Share of adults that are obese in different countries in Oceania, 1975 to 2016

Obesity in Nauru is a major issue. The World Health Organization (WHO) has estimated that 94.5% of Nauruans are overweight or obese. Nauruans aged 27-40 years old have an average weight of more than 100 kg, with an obesity rate of 71.7%.

Nauru is known to have the highest rates of obese inhabitants worldwide.
The average body weight among Nauruans is approximately 100 kg. Nauru has an average BMI between 34 and 35. In 2007, World Health Organization (WHO) warned Nauru about the dangers of obesity, including heart attacks and premature death.

==Causes==
There are multiple factors contributing to obesity in Nauru. Since the 1980s, Nauruans have led a sedentary lifestyle with an unhealthy diet, contributing to "the worst health conditions in the Pacific region."
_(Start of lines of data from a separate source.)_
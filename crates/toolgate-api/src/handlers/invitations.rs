//! Invitation handlers
//!
//! Admin-facing create/list under an organization, plus invitee-facing
//! list/accept/decline. Accepting materializes the membership and stamps the
//! invitation in one transaction.

use axum::{
    extract::{Path, State},
    http::StatusCode,
    response::IntoResponse,
    Json,
};
use chrono::{Duration, Utc};
use serde::{Deserialize, Serialize};
use std::sync::Arc;
use toolgate_core::models::{actions, Invitation, Role};
use toolgate_core::{policy, validation, AppError, CapacityReport};
use utoipa::ToSchema;
use uuid::Uuid;
use validator::Validate;

use crate::auth::authz::{require_capability, require_membership};
use crate::auth::token::generate_invitation_token;
use crate::auth::SessionContext;
use crate::error::{HttpAppError, ValidatedJson};
use crate::state::AppState;

#[derive(Debug, Deserialize, Validate, ToSchema)]
pub struct CreateInvitationRequest {
    #[validate(email)]
    pub email: String,
    #[serde(default = "default_invitation_role")]
    pub role: Role,
}

fn default_invitation_role() -> Role {
    Role::Member
}

#[derive(Debug, Deserialize, Validate, ToSchema)]
pub struct AcceptInvitationRequest {
    #[validate(length(min = 1))]
    pub token: String,
}

/// Create response. Carries the token so the admin can hand it to the
/// invitee out of band; listings omit it.
#[derive(Debug, Serialize, ToSchema)]
pub struct CreatedInvitationResponse {
    #[serde(flatten)]
    pub invitation: Invitation,
    pub token: String,
}

/// List the organization's open invitations
#[utoipa::path(
    get,
    path = "/api/organizations/{organization_id}/invitations",
    params(("organization_id" = Uuid, Path, description = "Organization id")),
    responses(
        (status = 200, description = "Open invitations"),
        (status = 403, description = "Requires admin or owner")
    ),
    tag = "invitations"
)]
#[tracing::instrument(skip(state, ctx))]
pub async fn list_invitations(
    State(state): State<Arc<AppState>>,
    ctx: SessionContext,
    Path(organization_id): Path<Uuid>,
) -> Result<impl IntoResponse, HttpAppError> {
    let role =
        require_membership(&state.db.membership_repository, organization_id, ctx.user_id).await?;
    require_capability(role, policy::can_manage_invitations)?;

    let invitations = state
        .db
        .invitation_repository
        .list_for_org(organization_id)
        .await?;

    Ok(Json(invitations))
}

/// Invite an email address into the organization
#[utoipa::path(
    post,
    path = "/api/organizations/{organization_id}/invitations",
    params(("organization_id" = Uuid, Path, description = "Organization id")),
    request_body = CreateInvitationRequest,
    responses(
        (status = 201, description = "Invitation created", body = CreatedInvitationResponse),
        (status = 400, description = "Member limit reached or invalid email"),
        (status = 403, description = "Requires admin or owner"),
        (status = 409, description = "Already a member or already invited")
    ),
    tag = "invitations"
)]
#[tracing::instrument(skip(state, ctx, request))]
pub async fn create_invitation(
    State(state): State<Arc<AppState>>,
    ctx: SessionContext,
    Path(organization_id): Path<Uuid>,
    ValidatedJson(request): ValidatedJson<CreateInvitationRequest>,
) -> Result<impl IntoResponse, HttpAppError> {
    let role =
        require_membership(&state.db.membership_repository, organization_id, ctx.user_id).await?;
    require_capability(role, policy::can_manage_invitations)?;

    let subscription = state
        .db
        .subscription_repository
        .get_for_organization(organization_id)
        .await?
        .ok_or_else(|| AppError::Internal("Organization has no subscription".to_string()))?;
    let member_count = state
        .db
        .membership_repository
        .count_active(organization_id)
        .await?;
    let tool_count = state.db.tool_repository.count_active(organization_id).await?;
    let capacity = CapacityReport::evaluate(&subscription, member_count, tool_count);
    if !capacity.can_add_member {
        return Err(AppError::LimitReached {
            resource: "Member".to_string(),
            used: capacity.current_members,
            limit: capacity.limits.users,
        }
        .into());
    }

    let email = validation::normalize_email(&request.email);
    if state
        .db
        .membership_repository
        .email_is_member(organization_id, &email)
        .await?
    {
        return Err(AppError::Conflict(
            "User is already a member of this organization".to_string(),
        )
        .into());
    }

    let token = generate_invitation_token();
    let expires_at = Utc::now() + Duration::days(state.config.invitation_expires_days());

    let invitation = state
        .db
        .invitation_repository
        .create(
            organization_id,
            &email,
            request.role,
            ctx.user_id,
            &token,
            expires_at,
        )
        .await?;

    state.audit.record(
        organization_id,
        Some(ctx.user_id),
        actions::INVITATION_CREATED,
        "invitation",
        Some(invitation.id),
        Some(serde_json::json!({
            "email": invitation.email,
            "role": invitation.role.to_string(),
        })),
    );

    Ok((
        StatusCode::CREATED,
        Json(CreatedInvitationResponse { token, invitation }),
    ))
}

/// List pending invitations addressed to the caller
#[utoipa::path(
    get,
    path = "/api/invitations",
    responses((status = 200, description = "Caller's pending invitations")),
    tag = "invitations"
)]
#[tracing::instrument(skip(state, ctx))]
pub async fn list_user_invitations(
    State(state): State<Arc<AppState>>,
    ctx: SessionContext,
) -> Result<impl IntoResponse, HttpAppError> {
    let invitations = state
        .db
        .invitation_repository
        .list_for_email(&ctx.email)
        .await?;

    Ok(Json(invitations))
}

/// Accept an invitation by token; returns the joined organization
#[utoipa::path(
    post,
    path = "/api/invitations/accept",
    request_body = AcceptInvitationRequest,
    responses(
        (status = 200, description = "Joined the organization"),
        (status = 400, description = "Expired or addressed to a different email"),
        (status = 404, description = "Unknown token"),
        (status = 409, description = "Already a member")
    ),
    tag = "invitations"
)]
#[tracing::instrument(skip(state, ctx, request))]
pub async fn accept_invitation(
    State(state): State<Arc<AppState>>,
    ctx: SessionContext,
    ValidatedJson(request): ValidatedJson<AcceptInvitationRequest>,
) -> Result<impl IntoResponse, HttpAppError> {
    let invitation = state
        .db
        .invitation_repository
        .get_by_token(&request.token)
        .await?
        .ok_or_else(|| AppError::NotFound("Invitation not found".to_string()))?;

    if invitation.is_expired(Utc::now()) {
        return Err(AppError::BadRequest("Invitation has expired".to_string()).into());
    }
    if !invitation.is_addressed_to(&ctx.email) {
        return Err(AppError::BadRequest(
            "Invitation was sent to a different email address".to_string(),
        )
        .into());
    }

    let existing_role = state
        .db
        .membership_repository
        .get_role(invitation.organization_id, ctx.user_id)
        .await?;
    if existing_role.is_some() {
        // Stale invitation: the invitee joined through another path. Remove it
        // so it stops showing up in their pending list.
        state.db.invitation_repository.delete(invitation.id).await?;
        return Err(AppError::Conflict(
            "You are already a member of this organization".to_string(),
        )
        .into());
    }

    state
        .db
        .invitation_repository
        .accept(
            invitation.id,
            invitation.organization_id,
            ctx.user_id,
            invitation.role,
        )
        .await?;

    state.audit.record(
        invitation.organization_id,
        Some(ctx.user_id),
        actions::INVITATION_ACCEPTED,
        "invitation",
        Some(invitation.id),
        Some(serde_json::json!({ "role": invitation.role.to_string() })),
    );

    let organization = state
        .db
        .organization_repository
        .get(invitation.organization_id)
        .await?
        .ok_or_else(|| AppError::NotFound("Organization not found".to_string()))?;

    Ok(Json(organization))
}

/// Decline an invitation addressed to the caller
#[utoipa::path(
    delete,
    path = "/api/invitations/{invitation_id}",
    params(("invitation_id" = Uuid, Path, description = "Invitation id")),
    responses(
        (status = 200, description = "Invitation declined"),
        (status = 404, description = "No matching invitation for this caller")
    ),
    tag = "invitations"
)]
#[tracing::instrument(skip(state, ctx))]
pub async fn decline_invitation(
    State(state): State<Arc<AppState>>,
    ctx: SessionContext,
    Path(invitation_id): Path<Uuid>,
) -> Result<impl IntoResponse, HttpAppError> {
    let invitation = state
        .db
        .invitation_repository
        .delete_addressed_to(invitation_id, &ctx.email)
        .await?
        .ok_or_else(|| AppError::NotFound("Invitation not found".to_string()))?;

    state.audit.record(
        invitation.organization_id,
        Some(ctx.user_id),
        actions::INVITATION_DECLINED,
        "invitation",
        Some(invitation.id),
        None,
    );

    #[derive(serde::Serialize)]
    struct DeclineResponse {
        message: &'static str,
        id: Uuid,
    }

    Ok(Json(DeclineResponse {
        message: "Invitation declined",
        id: invitation_id,
    }))
}

#[cfg(test)]
mod tests {
    use super::*;

    /// The create response must carry the token: without it the admin has
    /// nothing to hand the invitee, and the accept flow cannot be driven.
    #[test]
    fn test_create_response_exposes_token() {
        let now = Utc::now();
        let invitation = Invitation {
            id: Uuid::new_v4(),
            organization_id: Uuid::new_v4(),
            email: "bob@acme.com".to_string(),
            role: Role::Member,
            invited_by: Uuid::new_v4(),
            token: "cafebabe".to_string(),
            expires_at: now + Duration::days(7),
            accepted_at: None,
            created_at: now,
        };
        let response = CreatedInvitationResponse {
            token: invitation.token.clone(),
            invitation,
        };
        let json = serde_json::to_value(&response).expect("serialize");
        assert_eq!(json.get("token").and_then(|v| v.as_str()), Some("cafebabe"));
        assert!(json.get("email").is_some());
    }
}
The historical food sources of Nauruans were fishing and gardening. The traditional Nauruan diet was primarily composed of marine fish, fruits, root vegetables, and coconuts. Nauru gained independence in 1968 due to an increase in economic growth from mining activities. The garnered profits were distributed amongst the citizens, leading to an outflux in citizen labour. The Government of Nauru and WHO stated that the import of western food significantly reduced the existing culture of fishing and gardening, which led to mineral depletion and economic downturn of the nation.

Approximately 90% of the land area of Nauru is covered with phosphate deposits, with the majority strip-mined and non-arable. This has led to Nauruan reliance on processed food, high in both sugar and fat, imported from large Oceanian countries such as Australia and New Zealand.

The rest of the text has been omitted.